EDIT: AUD/CHF flipped and now is in the negative so far. Interesting! Alot of them did


----------



## bailx (6 February 2013)

I" you may of payed the way AUDCHF, although now certainly looks like interesting times for the pair. Certainly got some ground to recover.
EURGBP Has been a good to me over the the past week. Exited yesterday morning. Re entered this morning should be interesting.
As I'm sure thing will heat up later in the evening.


----------



## bailx (6 February 2013)

As I suspected AUDCHF has meet my resistance level and retraced. Now I expect to buy long on next candle continual.


----------



## bailx (6 February 2013)

Holly **** Boog!

looks like space age continual about the market all about! were all in a lot trouble better hit the traps. Golden wedgie suggest AUDCHF, is a bit under the weather & the markets going know where. Until say 10 12 0 dark hundred tonight. Ethan than don't expect anything. I Predict a Total FX Market Calapse until further notice.

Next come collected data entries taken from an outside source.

//! Counters for observing cache behavior.

use std::sync::atomic::{AtomicU64, Ordering};

/// Monotonic operation counters, shared across cloned cache handles.
#[derive(Default)]
pub struct CacheMetrics {
    pub hits: AtomicU64,
    pub misses: AtomicU64,
    pub inserts: AtomicU64,
    pub removes: AtomicU64,
    pub evictions: AtomicU64,
    pub rehydrated: AtomicU64,
    pub pruned: AtomicU64,
    pub decode_failures: AtomicU64,
    pub store_errors: AtomicU64,
}

impl CacheMetrics {
    pub(crate) fn incr(counter: &AtomicU64) {
        counter.fetch_add(1, Ordering::Relaxed);
    }

    pub(crate) fn add(counter: &AtomicU64, n: u64) {
        counter.fetch_add(n, Ordering::Relaxed);
    }

    #[must_use]
    pub fn snapshot(&self, resident_entries: u64, resident_bytes: u64) -> CacheMetricsSnapshot {
        CacheMetricsSnapshot {
            hits: self.hits.load(Ordering::Relaxed),
            misses: self.misses.load(Ordering::Relaxed),
            inserts: self.inserts.load(Ordering::Relaxed),
            removes: self.removes.load(Ordering::Relaxed),
            evictions: self.evictions.load(Ordering::Relaxed),
            rehydrated: self.rehydrated.load(Ordering::Relaxed),
            pruned: self.pruned.load(Ordering::Relaxed),
            decode_failures: self.decode_failures.load(Ordering::Relaxed),
            store_errors: self.store_errors.load(Ordering::Relaxed),
            resident_entries,
            resident_bytes,
        }
    }
}

/// Point-in-time view of the counters plus residency gauges.
#[derive(Debug, Clone, Copy)]
pub struct CacheMetricsSnapshot {
    pub hits: u64,
    pub misses: u64,
    pub inserts: u64,
    pub removes: u64,
    pub evictions: u64,
    /// Entries loaded into the index at the last open.
    pub rehydrated: u64,
    /// Over-budget rows deleted from the store at the last open.
    pub pruned: u64,
    pub decode_failures: u64,
    pub store_errors: u64,
    pub resident_entries: u64,
    pub resident_bytes: u64,
}
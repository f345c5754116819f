use std::sync::Arc;

use anyhow::Context;
use fleetgrid_placement::{Datacenter, DatastorePlacer};
use tracing::info;

use super::{load_config, load_inventory};

pub fn place(config_path: &str, inventory: &str, size_mb: u64, datacenter: Option<&str>) -> anyhow::Result<()> {
    let config = load_config(config_path)?;
    let dc_config = match datacenter {
        Some(name) => config
            .datacenter(name)
            .with_context(|| format!("datacenter '{name}' is not configured"))?,
        None => config
            .datacenters
            .first()
            .context("no datacenters configured")?,
    };

    let client = Arc::new(load_inventory(inventory)?);
    let datacenter = Datacenter::new(dc_config.clone(), &config.placement, client, "cli")?;
    let datastore = datacenter.pick_persistent_datastore(size_mb)?;
    info!(datastore = %datastore.name, size_mb, "datastore selected");

    println!("{}", serde_json::to_string_pretty(&datastore)?);
    Ok(())
}
//! Planner error types.

use std::fmt;

use fleetgrid_placement::PlacementError;
use fleetgrid_state::StateError;
use thiserror::Error;

use crate::stage::BindingStage;

/// The kind of entity a lookup failed to resolve.
#[derive(Debug, Clone, Copy, PartialEq, Eq)]
pub enum ResolutionKind {
    Release,
    Stemcell,
    ResourcePool,
    Network,
    Template,
    Package,
}

impl fmt::Display for ResolutionKind {
    fn fmt(&self, f: &mut fmt::Formatter<'_>) -> fmt::Result {
        let name = match self {
            ResolutionKind::Release => "release",
            ResolutionKind::Stemcell => "stemcell",
            ResolutionKind::ResourcePool => "resource pool",
            ResolutionKind::Network => "network",
            ResolutionKind::Template => "template",
            ResolutionKind::Package => "package",
        };
        f.write_str(name)
    }
}

/// Errors that can occur while building or binding a deployment plan.
#[derive(Debug, Error)]
pub enum PlannerError {
    #[error("manifest validation failed:\n  {}", .0.join("\n  "))]
    Validation(Vec<String>),

    #[error("invalid deployment manifest: {0}")]
    Parse(String),

    #[error("{kind} '{name}' not found (available: {})", available_list(.available))]
    Lookup {
        kind: ResolutionKind,
        name: String,
        available: Vec<String>,
    },

    #[error("{stage} failed: {reason}")]
    Binding { stage: BindingStage, reason: String },

    #[error("cannot run '{stage}' before '{missing}'")]
    StageOrder {
        stage: BindingStage,
        missing: BindingStage,
    },

    #[error("failed to compile package {package} for stemcell {stemcell}: {reason}")]
    Compilation {
        package: String,
        stemcell: String,
        reason: String,
    },

    #[error("placement error: {0}")]
    Placement(#[from] PlacementError),

    #[error("state store error: {0}")]
    State(#[from] StateError),
}

pub type PlannerResult<T> = Result<T, PlannerError>;

impl PlannerError {
    pub(crate) fn binding(stage: BindingStage, reason: impl Into<String>) -> Self {
        PlannerError::Binding {
            stage,
            reason: reason.into(),
        }
    }

    pub(crate) fn lookup(kind: ResolutionKind, name: impl Into<String>, available: Vec<String>) -> Self {
        PlannerError::Lookup {
            kind,
            name: name.into(),
            available,
        }
    }
}

fn available_list(available: &[String]) -> String {
    if available.is_empty() {
        "none".to_string()
    } else {
        available.join(", ")
    }
}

Good Bye and Good Luck!?.................


----------



## DJG (7 February 2013)

Well done on the EURGBP position.
I ended up exiting out of the AUD/CHF position, I'll be looking to re-enter though once I clear my head and start looking at bigger picture - ie, 4HR chart minimum, mostly aiming for the 1D, even the 1W chart. At my level of skill and knowledge, I believe the 1HR and less just messes with my head and doesn't go for my ultimate goal and aim. It has broke below that support level a _little_ bit, but barely... should be interesting to see what it does.


----------



## peter2 (7 February 2013)

A reminder that the charts aren't messing with your head. You're doing that to yourself. With so many options, possible setups and multiple time frames it's easy to get overwhelmed. Getting out of the market, clearing your head and restarting your top down analysis is the first step. Now you need to construct a trading framework so that you will clearly see the next trading opportunity. 

What do you need to see to look for a short setup?
What do you need to see to look for a long setup? 

Do you have a play book of setups that you know you can use profitably?


----------



## DJG (8 February 2013)

peter2 said:


> A reminder that the charts aren't messing with your head. You're doing that to yourself. With so many options, possible setups and multiple time frames it's easy to get overwhelmed. Getting out of the market, clearing your head and restarting your top down analysis is the first step. Now you need to construct a trading framework so that you will clearly see the next trading opportunity.
> 
> What do you need to see to look for a short setup?
> What do you need to see to look for a long setup?
> ...




Extremely valid point mate, which is what I've done. Got out of it before I do any damage, as mentioned I should be taking the large picture of the whole thing, not the small minor times. I'll do a bit more reading up on it all and for sure re-enter. I now know though that I'm quite happy how I'm willing to cut my loses when they're small, something I thought I would of struggled with but It's probably my strongest point at the moment.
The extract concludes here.